Background

The LDAP Provisioning Plugin has become increasingly complicated over time. Some of this is unavoidable, due to the nature of LDAP and the use cases supported by the Plugin. This document discusses proposals for simplifying the Plugin.

Drop Support for Externally Managed Attributes

Externally Managed Attributes are those not managed by the LDAP Provisioning Plugin. The primary use case for Externally Managed Attributes is Grouper integration, where COmanage provisions person attributes and Grouper provisions group attributes. There are other use cases as well.

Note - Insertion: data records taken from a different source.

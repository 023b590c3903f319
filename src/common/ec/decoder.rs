use super::galois::{Poly, GF256, MAX_POLY};
use super::{Block, MAX_BLOCK_SIZE};
use crate::common::error::{QRError, QRResult};

// Rectifier
//------------------------------------------------------------------------------

impl Block {
    pub fn rectify(&mut self) -> QRResult<&[u8]> {
        // Compute syndromes
        let synd = match self.syndromes() {
            Ok(()) => return Ok(self.data()),
            Err(s) => s,
        };

        // Error locator polynomial
        let sig = GF256.berlekamp_massey(&synd, self.ec_len());
        let err_loc = self.chien_search(&sig);

        // Sigma derivative
        let mut dsig = [0u8; MAX_POLY];
        for i in (1..MAX_POLY).step_by(2) {
            dsig[i - 1] = sig[i];
        }

        // Error evaluator
        let omg = self.omega(&synd, &sig);

        // Error magnitude
        let err_mag = self.forney(&omg, &dsig, &err_loc)?;

        // Rectify errors by XORing data with magnitude
        for (d, &e) in self.data.iter_mut().zip(err_mag.iter()).take(self.len) {
            *d ^= e;
        }

        match self.syndromes() {
            Ok(()) => Ok(self.data()),
            Err(_) => Err(QRError::DataEcc),
        }
    }

    fn syndromes(&self) -> Result<(), Poly> {
        let mut rev = [0u8; MAX_BLOCK_SIZE];
        for (r, &b) in rev.iter_mut().zip(self.full().iter().rev()) {
            *r = b;
        }

        let mut synd = [0u8; MAX_POLY];
        for (i, s) in synd.iter_mut().take(self.ec_len()).enumerate() {
            *s = GF256.poly_eval(&rev[..self.len], GF256.gen_pow(i));
        }

        if synd.iter().all(|&s| s == 0) {
            Ok(())
        } else {
            Err(synd)
        }
    }

    // Marks positions where sigma has a root at the inverse locator
    fn chien_search(&self, sig: &Poly) -> [bool; MAX_BLOCK_SIZE] {
        let mut err_loc = [false; MAX_BLOCK_SIZE];
        for (i, e) in err_loc[..self.len].iter_mut().rev().enumerate() {
            *e = GF256.poly_eval(sig, GF256.gen_pow(255 - i)) == 0;
        }
        err_loc
    }

    fn omega(&self, synd: &Poly, sig: &Poly) -> Poly {
        let t = self.ec_len() - 1;
        let mut omg = [0u8; MAX_POLY];
        for i in 0..t {
            let sy = synd[i + 1];
            for j in 0..t - i {
                omg[i + j] ^= GF256.mul(sy, sig[j]);
            }
        }
        omg
    }

    fn forney(
        &self,
        omg: &Poly,
        dsig: &Poly,
        err_loc: &[bool; MAX_BLOCK_SIZE],
    ) -> QRResult<[u8; MAX_BLOCK_SIZE]> {
        let mut mag = [0u8; MAX_BLOCK_SIZE];
        for (i, _) in err_loc[..self.len].iter().rev().enumerate().filter(|(_, &e)| e) {
            let xinv = GF256.gen_pow(255 - i);
            let omg_x = GF256.poly_eval(omg, xinv);
            let dsig_x = GF256.poly_eval(dsig, xinv);
            if dsig_x == 0 {
                return Err(QRError::DataEcc);
            }
            mag[self.len - 1 - i] = GF256.div(omg_x, dsig_x);
        }
        Ok(mag)
    }
}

Supporting Externally Managed Attributes requires two features: Unconfigured Attribute Mode and Additional ObjectClasses. Unconfigured Attribute Mode must typically be set to Ignore, which creates issues when attributes are deconfigured or objectclasses are removed (as discussed in the documentation). It becomes difficult or impossible to remove attributes from the LDAP record via COmanage, requiring administrative operations on the LDAP server.

Alternate Approach

The proposed new approach would leverage meta directories. The LDAP Provisioning Plugin would assume it always has full control over the primary LDAP record constructed for the CO Person. This is equivalent to the current Unconfigured Attribute Mode Remove.

The Plugin would also, if configured, construct a skeletal record in a second location (another tree on the same server or an a different server). This minimal record would consist only of the search attribute used by Grouper and whatever other minimal attributes are required by the minimal possible set of objectclasses. The Plugin would simply create this skeletal record if it does not exist, and delete it when the appropriate deprovisioning conditions are met. All other management would be delegated to the appropriate applications.

(This might actually be implemented by having a "minimal attribute mode", so that a deployment using Grouper would have two LdapProvisioner configurations, one regular and one minimal.)

Finally, deployers would set up a meta directory, combining the results into a single LDAP record for clients.

Impact

Existing deployments that are not using Additional ObjectClasses would not be affected.

Other deployments would need to set up two new LDAP instances. This increases the server setup and operational burdens, though in exchange would experience fewer edge case difficulties in managing operational records.

Move All Object Classes to Plugins

LDAP Schema Plugins were introduced in v2.0.0 to allow deployers to add local ObjectClasses to their LDAP server via the LDAP Provisioning Plugin. Core ObjectClasses should be moved to a CoreSchema plugin to unify schema handling and simplify the LdapProvisioner implementation.